Lauren has been having an affair and she can't stand the boozy Harry, neither can she stand living in this isolated outpost. Ralph clearly loves his mum and despite her carrying on, the affection seems more or less mutual, but she doesn't love him enough to stay. Working as the minister of education, Harry's a nice guy when he's sober, but his wife's infidelity and fears about his post-colonial job prospects make him an impossibly mean drunk.

After Lauren runs off with her lover, Harry gets worse. For the good of all concerned, the resentful Ralph is shipped off to boarding school. A few years later Ralph returns and salvation comes in the form of Ruby (Emily Watson) a brash and trashy American airline hostess, whom Harry failed to tell Ralph that he married. After a shaky start, Ruby and Ralph eventually hit it off; she's determined to connect with her reluctant and unenthusiastic stepson.

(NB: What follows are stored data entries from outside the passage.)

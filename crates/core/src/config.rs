use serde::{Deserialize, Serialize};

use crate::error::{Error, Result};
use crate::metadata::MetadataStore;
use crate::preview::DEFAULT_MAX_EDGE;

/// Per-library settings, stored as key/value rows in the metadata database.
#[derive(Debug, Clone, PartialEq, Eq, Serialize, Deserialize)]
pub struct LibraryConfig {
    /// Longest edge of cached previews, in pixels.
    pub preview_max_edge: u32,
    /// Quality used when writing JPEG files (1-100).
    pub jpeg_quality: u8,
    /// Drop metadata rows for missing files when the library is opened.
    pub verify_on_open: bool,
}

impl Default for LibraryConfig {
    fn default() -> Self {
        Self {
            preview_max_edge: DEFAULT_MAX_EDGE,
            jpeg_quality: 90,
            verify_on_open: true,
        }
    }
}

impl LibraryConfig {
    pub const KEYS: &'static [&'static str] = &["preview_max_edge", "jpeg_quality", "verify_on_open"];

    /// Read every known key from `store`, falling back to the default for
    /// keys that are unset or hold a value that no longer parses.
    pub fn load(store: &MetadataStore) -> Result<Self> {
        let mut config = Self::default();
        for key in Self::KEYS {
            if let Some(value) = store.get_config(key)? {
                if let Err(err) = config.apply(key, &value) {
                    tracing::warn!(error = %err, "ignoring stored config value");
                }
            }
        }
        Ok(config)
    }

    /// Validate and persist one setting.
    pub fn set(&mut self, store: &MetadataStore, key: &str, value: &str) -> Result<()> {
        self.apply(key, value)?;
        store.set_config(key, value.trim())
    }

    pub fn get(&self, key: &str) -> Result<String> {
        match key {
            "preview_max_edge" => Ok(self.preview_max_edge.to_string()),
            "jpeg_quality" => Ok(self.jpeg_quality.to_string()),
            "verify_on_open" => Ok(self.verify_on_open.to_string()),
            _ => Err(unknown_key(key)),
        }
    }

    /// Every setting as `(key, value)` pairs, in a stable order.
    pub fn entries(&self) -> Vec<(&'static str, String)> {
        Self::KEYS
            .iter()
            .filter_map(|key| self.get(key).ok().map(|value| (*key, value)))
            .collect()
    }

    fn apply(&mut self, key: &str, value: &str) -> Result<()> {
        let value = value.trim();
        match key {
            "preview_max_edge" => {
                let edge: u32 = parse(key, value)?;
                if !(1..=DEFAULT_MAX_EDGE).contains(&edge) {
                    return Err(invalid(key, &format!("must be between 1 and {DEFAULT_MAX_EDGE}")));
                }
                self.preview_max_edge = edge;
            }
            "jpeg_quality" => {
                let quality: u8 = parse(key, value)?;
                if !(1..=100).contains(&quality) {
                    return Err(invalid(key, "must be between 1 and 100"));
                }
                self.jpeg_quality = quality;
            }
            "verify_on_open" => self.verify_on_open = parse(key, value)?,
            _ => return Err(unknown_key(key)),
        }
        Ok(())
    }
}

fn parse<T: std::str::FromStr>(key: &str, value: &str) -> Result<T>
where
    T::Err: std::fmt::Display,
{
    value.parse().map_err(|e: T::Err| invalid(key, &e.to_string()))
}

fn invalid(key: &str, message: &str) -> Error {
    Error::InvalidConfig {
        key: key.to_string(),
        message: message.to_string(),
    }
}

fn unknown_key(key: &str) -> Error {
    invalid(key, "unknown setting")
}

Ruby's clever impropriety and her distain for all the colonial stuffiness she sees around her, spawn the film's title, her term for silly-sounding English turns of phrase like toodly pip, to Ruby "it's all just a bunch of Wah-Wah. Ruby eventually becomes Ralph's best ally against the madness - of which more is to come. Harry's drinking increases and he goes on blinding rages, Lauren comes back, Harry gets the part of Sir Lancelot in the local production of Camelot, and all are anxious to celebrate the arrival of Princess Anne and the country's impending independence.

As Ralf and Ruby stick it to the pretentious colonial gentry and the political turmoil begins to sway around them, everyone else amuses himself or herself by taking tea on the veranda, drinking to excess, having affairs, and joining the musical theater troupe - everything is all very plumy and stiff-upper-lip British. The acting is uniformly strong - Byrne, Richardson and Watson are all lovely to watch, with Julie Walters doing a nice supporting turn as long-suffering neighbor Gwen, whose husband has absconded with Lauren.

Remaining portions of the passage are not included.